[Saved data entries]
-------------------------

use clap::{Parser, Subcommand};
use lzindex::format::{flag_names, ChecksumCounts, HeaderLayout, VersionGate};
use lzindex::indexer::{index_many, index_path_for, verify_index, IndexOptions, DEFAULT_INDEX_SUFFIX};
use lzindex::{load_index, BlockScanner, Header};
use serde::Serialize;
use std::fs::File;
use std::io::BufReader;
use std::path::PathBuf;
use std::process::ExitCode;

#[derive(Parser)]
#[command(name = "lzindex", about = "Build and inspect block indexes for lzop files")]
struct Cli {
    /// Log at debug level unless RUST_LOG says otherwise
    #[arg(short, long, global = true)]
    verbose: bool,
    /// Lay out every header as the newest revision, like the reference indexer
    #[arg(long, global = true)]
    reference_gating: bool,
    /// Index file suffix
    #[arg(long, global = true, default_value = DEFAULT_INDEX_SUFFIX)]
    suffix: String,
    #[command(subcommand)]
    command: Commands,
}

#[derive(Subcommand)]
enum Commands {
    /// Write <INPUT><suffix> for each input
    Index {
        #[arg(required = true, num_args = 1..)]
        input: Vec<PathBuf>,
    },
    /// Show the decoded container header
    Info {
        input: PathBuf,
        #[arg(long)]
        json: bool,
    },
    /// List every block with its sizes
    Blocks {
        input: PathBuf,
    },
    /// Print the offsets stored in an index file
    Dump {
        index: PathBuf,
    },
    /// Check that an existing index matches a fresh scan
    Verify {
        input: PathBuf,
    },
}

#[derive(Serialize)]
struct HeaderReport {
    format_version: String,
    library_version: String,
    version_needed: Option<String>,
    method: u8,
    level: Option<u8>,
    flags: Vec<&'static str>,
    filter: Option<u32>,
    mode: String,
    modified: String,
    name: String,
    header_checksum: String,
    checksum_counts: ChecksumCounts,
    layout: HeaderLayout,
    header_len: usize,
}

impl From<&Header> for HeaderReport {
    fn from(h: &Header) -> Self {
        HeaderReport {
            format_version:  format!("{:#06x}", h.format_version),
            library_version: format!("{:#06x}", h.library_version),
            version_needed:  h.version_needed.map(|v| format!("{v:#06x}")),
            method:          h.method,
            level:           h.level,
            flags:           flag_names(h.flags),
            filter:          h.filter,
            mode:            format!("{:o}", h.mode),
            modified:        h.modified().to_rfc3339(),
            name:            h.name_lossy().into_owned(),
            header_checksum: format!("{:#010x}", h.header_checksum),
            checksum_counts: h.checksum_counts(),
            layout:          h.layout,
            header_len:      h.encoded_len(),
        }
    }
}

fn main() -> ExitCode {
    let cli = Cli::parse();
    let default_filter = if cli.verbose { "debug" } else { "warn" };
    env_logger::Builder::from_env(env_logger::Env::default().default_filter_or(default_filter)).init();

    match run(cli) {
        Ok(code) => code,
        Err(e) => {
            eprintln!("error: {e}");
            ExitCode::FAILURE
        }
    }
}

fn run(cli: Cli) -> Result<ExitCode, Box<dyn std::error::Error>> {
    let opts = IndexOptions {
        gate:   if cli.reference_gating { VersionGate::Reference } else { VersionGate::Declared },
        suffix: cli.suffix,
    };

    match cli.command {

        // ── Index ────────────────────────────────────────────────────────────
        Commands::Index { input } => {
            let mut failed = false;
            for (path, result) in index_many(&input, &opts) {
                match result {
                    Ok(s) => println!("  indexed  {} ({} blocks) -> {}",
                        path.display(), s.index.len(), s.index_path.display()),
                    Err(e) => {
                        failed = true;
                        eprintln!("  failed   {}: {e}", path.display());
                    }
                }
            }
            return Ok(if failed { ExitCode::FAILURE } else { ExitCode::SUCCESS });
        }

        // ── Info ─────────────────────────────────────────────────────────────
        Commands::Info { input, json } => {
            let header = Header::read(BufReader::new(File::open(&input)?), opts.gate)?;
            let report = HeaderReport::from(&header);
            if json {
                println!("{}", serde_json::to_string_pretty(&report)?);
            } else {
                println!("── lzop header ──────────────────────────────────────────");
                println!("  Path            {}", input.display());
                println!("  Format version  {}", report.format_version);
                println!("  Library version {}", report.library_version);
                if let Some(v) = &report.version_needed {
                    println!("  Version needed  {v}");
                }
                println!("  Method          {}", report.method);
                if let Some(l) = report.level {
                    println!("  Level           {l}");
                }
                println!("  Flags           {}", report.flags.join(" "));
                if let Some(f) = report.filter {
                    println!("  Filter          {f}");
                }
                println!("  Mode            {}", report.mode);
                println!("  Modified        {}", report.modified);
                println!("  Name            {}", report.name);
                println!("  Header checksum {} ({:?})", report.header_checksum, header.checksum_kind());
                println!("  Header length   {} B", report.header_len);
            }
        }

        // ── Blocks ───────────────────────────────────────────────────────────
        Commands::Blocks { input } => {
            let mut reader = File::open(&input)?;
            let header = Header::read(&mut reader, opts.gate)?;
            println!("{:>14} {:>10} {:>10} {:>10}  Checksums", "Offset", "Dst", "Src", "Kind");
            let mut count = 0usize;
            for entry in BlockScanner::new(&mut reader, header.checksum_counts()) {
                let entry = entry?;
                let kind = if entry.stored() { "stored" } else { "lzo" };
                println!("{:>14} {:>10} {:>10} {:>10}  {}",
                    entry.offset, entry.dst_len, entry.src_len, kind, entry.checksum_fields);
                count += 1;
            }
            println!("{count} block(s)");
        }

        // ── Dump ─────────────────────────────────────────────────────────────
        Commands::Dump { index } => {
            for (i, offset) in load_index(&index)?.iter().enumerate() {
                println!("{i:>8}  {offset}");
            }
        }

        // ── Verify ───────────────────────────────────────────────────────────
        Commands::Verify { input } => {
            let index_path = index_path_for(&input, &opts.suffix);
            if verify_index(&input, &opts)? {
                println!("OK        {}", index_path.display());
            } else {
                println!("MISMATCH  {}", index_path.display());
                return Ok(ExitCode::FAILURE);
            }
        }
    }

    Ok(ExitCode::SUCCESS)
}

-------------------------

Single out each line of the records above with the string "bool" in it, and copy it.

§ **WORKED SOLUTION**
    verbose: bool,
    reference_gating: bool,
        json: bool,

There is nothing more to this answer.